The rapid collapse of socialism has raised new economic policy questions and revived old theoretical issues. In this book, Joseph Stiglitz explains how the neoclassical, or Walrasian model (the formal articulation of Adam Smith's invisible hand), which has dominated economic thought over the past half century, may have wrongly encouraged the belief that market socialism could work. Stiglitz proposes an alternative model, based on the economics of information, that provides greater theoretical insight into the workings of a market economy and clearer guidance for the setting of policy in transitional economies.
Stiglitz sees the critical failing in the standard neoclassical model underlying market socialism to be its assumptions concerning information, particularly its failure to consider the problems that arise from lack of perfect information and from the costs of acquiring information. He also identifies problems arising from its assumptions concerning completeness of markets, competitiveness of markets, and the absence of innovation. Stiglitz argues that not only did the existing paradigm fail to provide much guidance on the vital question of the choice of economic systems, the advice it did provide was often misleading.
Joseph Eugene Stiglitz, ForMemRS, FBA, is an American economist and a professor at Columbia University. He is a recipient of the Nobel Memorial Prize in Economic Sciences (2001) and the John Bates Clark Medal (1979). He is also the former Senior Vice President and Chief Economist of the World Bank. He is known for his critical view of the management of globalization, free-market economists (whom he calls "free market fundamentalists") and some international institutions like the International Monetary Fund and the World Bank.
In 2000, Stiglitz founded the Initiative for Policy Dialogue (IPD), a think tank on international development based at Columbia University. Since 2001, he has been a member of the Columbia faculty, and has held the rank of University Professor since 2003. He also chairs the University of Manchester's Brooks World Poverty Institute and is a member of the Pontifical Academy of Social Sciences. Professor Stiglitz is also an honorary professor at Tsinghua University School of Public Policy and Management. Stiglitz is one of the most frequently cited economists in the world.
This is perhaps Stiglitz' masterpiece since he is now devoting himself to popular works on current economic events. Written in the midst of Eastern Europe's transition out of communism, it reflects on the problems of market systems and, necessarily, on socialism. It is a profound look at the spectrum of capitalism from neo-liberalism to market socialism.
If you can remember your first economics course you will recall that it began with a set of fundamental assumptions, one of which was information is equally available to all parties in the market at no cost. However, we know that in the real world this is not the case. Marketing and arbitrage are expensive and profit making activities that focus on the asymmetry of information in the marketplace. Stiglitz has spent his professional life researching and exploring the difference between the theoretical and the factual conditions of information in the market and developed the field of information economics into a science.

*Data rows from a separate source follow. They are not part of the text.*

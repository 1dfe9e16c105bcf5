//! Committed ink strokes and the style resolver.

use super::color::{Color, RED, YELLOW};
use super::path::Path;
use crate::input::ToolMode;
use crate::pen::PenConfig;
use serde::Serialize;

/// Fixed telestrator line width.
pub const TELESTRATOR_WIDTH: f64 = 2.0;
/// Eraser width as a multiple of the pen width.
pub const ERASER_WIDTH_FACTOR: f64 = 3.0;

pub const TELESTRATOR_OPACITY: f64 = 0.8;
pub const HIGHLIGHTER_FILL_OPACITY: f64 = 0.3;
pub const HIGHLIGHTER_STROKE_OPACITY: f64 = 0.5;

/// How a pass paints the geometry.
#[derive(Debug, Clone, Copy, PartialEq, Eq)]
pub enum Paint {
    /// Outline along the path at the stroke width
    Stroke,
    /// Fill of the area enclosed by the path
    Fill,
}

/// One render pass of a stroke.
#[derive(Debug, Clone, Copy, PartialEq)]
pub struct Pass {
    pub paint: Paint,
    pub opacity: f64,
}

const OPAQUE: &[Pass] = &[Pass {
    paint: Paint::Stroke,
    opacity: 1.0,
}];
const TELESTRATOR: &[Pass] = &[Pass {
    paint: Paint::Stroke,
    opacity: TELESTRATOR_OPACITY,
}];
const HIGHLIGHTER: &[Pass] = &[
    Pass {
        paint: Paint::Fill,
        opacity: HIGHLIGHTER_FILL_OPACITY,
    },
    Pass {
        paint: Paint::Stroke,
        opacity: HIGHLIGHTER_STROKE_OPACITY,
    },
];

impl ToolMode {
    /// Render passes for strokes drawn with this tool, in paint order.
    pub fn passes(self) -> &'static [Pass] {
        match self {
            ToolMode::Normal | ToolMode::Eraser => OPAQUE,
            ToolMode::Telestrator => TELESTRATOR,
            ToolMode::Highlighter => HIGHLIGHTER,
        }
    }
}

/// Color and width resolved for a tool from the current pen state.
#[derive(Debug, Clone, Copy, PartialEq)]
pub struct ResolvedStyle {
    pub color: Color,
    pub width: f64,
}

/// Resolves the ink style for `pen.tool_mode`.
///
/// # Arguments
/// * `pen` - Pen state at the moment of resolution
/// * `background` - Board background, used as eraser ink
pub fn resolve_style(pen: &PenConfig, background: Color) -> ResolvedStyle {
    match pen.tool_mode {
        ToolMode::Normal => ResolvedStyle {
            color: pen.color,
            width: pen.stroke_width,
        },
        ToolMode::Telestrator => ResolvedStyle {
            color: RED,
            width: TELESTRATOR_WIDTH,
        },
        ToolMode::Highlighter => ResolvedStyle {
            color: YELLOW,
            width: pen.stroke_width,
        },
        ToolMode::Eraser => ResolvedStyle {
            color: background,
            width: pen.stroke_width * ERASER_WIDTH_FACTOR,
        },
    }
}

/// One committed ink mark.
///
/// Strokes are immutable once built; the board only ever appends or removes
/// whole strokes. Serializes to the persisted wire shape
/// `{path, color, strokeWidth, isEraser, toolMode}`.
#[derive(Clone, Debug, PartialEq, Serialize)]
#[serde(rename_all = "camelCase")]
pub struct Stroke {
    #[serde(rename = "path")]
    geometry: Path,
    color: Color,
    stroke_width: f64,
    is_eraser: bool,
    tool_mode: ToolMode,
}

impl Stroke {
    /// Builds a stroke from explicit attributes.
    ///
    /// The color is snapped to the 8-bit token grid. Returns `None` when the
    /// geometry is empty or the width is not a positive finite number.
    pub fn new(geometry: Path, color: Color, stroke_width: f64, tool_mode: ToolMode) -> Option<Self> {
        if geometry.is_empty() || !stroke_width.is_finite() || stroke_width <= 0.0 {
            return None;
        }
        Some(Self {
            geometry,
            color: color.quantized(),
            stroke_width,
            is_eraser: tool_mode == ToolMode::Eraser,
            tool_mode,
        })
    }

    /// Finalizes `geometry` with the style in effect right now.
    pub fn resolve(geometry: Path, pen: &PenConfig, background: Color) -> Option<Self> {
        let style = resolve_style(pen, background);
        Self::new(geometry, style.color, style.width, pen.tool_mode)
    }

    pub fn geometry(&self) -> &Path {
        &self.geometry
    }

    pub fn color(&self) -> Color {
        self.color
    }

    pub fn stroke_width(&self) -> f64 {
        self.stroke_width
    }

    pub fn is_eraser(&self) -> bool {
        self.is_eraser
    }

    pub fn tool_mode(&self) -> ToolMode {
        self.tool_mode
    }
}

#[cfg(test)]
mod tests {
    use super::*;
    use crate::draw::color::{BLACK, BLUE, WHITE};
    use crate::draw::path::Point;

    fn pen(mode: ToolMode, width: f64) -> PenConfig {
        PenConfig {
            color: BLUE,
            stroke_width: width,
            tool_mode: mode,
        }
    }

    fn line() -> Path {
        Path::from_points(&[Point::new(0.0, 0.0), Point::new(10.0, 0.0)])
    }

    #[test]
    fn normal_uses_pen_color_and_width() {
        let stroke = Stroke::resolve(line(), &pen(ToolMode::Normal, 4.0), WHITE).unwrap();
        assert_eq!(stroke.color(), BLUE);
        assert_eq!(stroke.stroke_width(), 4.0);
        assert!(!stroke.is_eraser());
    }

    #[test]
    fn telestrator_is_fixed_red_two() {
        let stroke = Stroke::resolve(line(), &pen(ToolMode::Telestrator, 9.0), WHITE).unwrap();
        assert_eq!(stroke.color(), RED);
        assert_eq!(stroke.stroke_width(), TELESTRATOR_WIDTH);
        assert_eq!(ToolMode::Telestrator.passes()[0].opacity, 0.8);
    }

    #[test]
    fn highlighter_is_yellow_with_fill_then_stroke() {
        let stroke = Stroke::resolve(line(), &pen(ToolMode::Highlighter, 6.0), WHITE).unwrap();
        assert_eq!(stroke.color(), YELLOW);
        assert_eq!(stroke.stroke_width(), 6.0);
        let passes = ToolMode::Highlighter.passes();
        assert_eq!(passes[0].paint, Paint::Fill);
        assert_eq!(passes[0].opacity, 0.3);
        assert_eq!(passes[1].paint, Paint::Stroke);
        assert_eq!(passes[1].opacity, 0.5);
    }

    #[test]
    fn eraser_paints_background_at_triple_width() {
        let stroke = Stroke::resolve(line(), &pen(ToolMode::Eraser, 5.0), BLACK).unwrap();
        assert_eq!(stroke.color(), BLACK);
        assert_eq!(stroke.stroke_width(), 15.0);
        assert!(stroke.is_eraser());
    }

    #[test]
    fn empty_geometry_or_bad_width_is_rejected() {
        assert!(Stroke::new(Path::new(), RED, 2.0, ToolMode::Normal).is_none());
        assert!(Stroke::new(line(), RED, 0.0, ToolMode::Normal).is_none());
        assert!(Stroke::new(line(), RED, f64::NAN, ToolMode::Normal).is_none());
    }

    #[test]
    fn serializes_wire_field_names() {
        let stroke = Stroke::new(line(), RED, 3.0, ToolMode::Normal).unwrap();
        let json = serde_json::to_value(&stroke).unwrap();
        assert_eq!(json["path"], "M0 0 L10 0");
        assert_eq!(json["color"], "red");
        assert_eq!(json["strokeWidth"], 3.0);
        assert_eq!(json["isEraser"], false);
        assert_eq!(json["toolMode"], "normal");
    }
}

This is not a mathematical text but rather like Smith and Marx before him Stiglitz has committed empirical research and synthesized an explanation of the real nature of capitalism. He critiques the failures of real world markets to achieve the efficiencies envisioned by classical and neo-liberal economists and gives credit to both Marx and Schumpeter for their realization of the importance of technological innovation in the evolution of markets. He also pays homage to the intellect of Keynes by analyzing the different roles of government intervention in the various forms of capitalism present in contemporary societies.
This is a manifesto for serious and balanced government intervention in order to ensure that markets are competitive for the benefit of both buyers and sellers. It is also an excellent work for introducing the reader to the empirical knowledge that has been generated in the field of economics since Marx. While the author provides philosophical reflections this is not the point of the book for it is actually a work of a scientist not a philosopher.
This is not an easy read but it is a worthwhile one.
Although the book is a bit dated as it discusses the transition for former soviet republics into market economy, the analysis of the role of the government and centralization vs decentralization is enlightening. Anyone interested in economics or politics should read it.
The book includes a useful overview of new information economics - and associated critiques of mainstream neoclassical economics. Despite the title, it doesn't provide illumination on the forces that led to the breakdown of the socialist economies. Anyone interested in that topic should read one of Janos Kornai's books, "The Socialist System: The Political Economy of Communism" or "From Socialism to Capitalism: Eight Essays."
A fantastic work. Thorough, measured, and complex. A rough read but very much worth it. You won't find many works in economics that are really willing to face up to the complexity of the topic at hand (rather than pointing out that complexity makes other explanations wrong and favoring their own panacea). Definitely worth the read.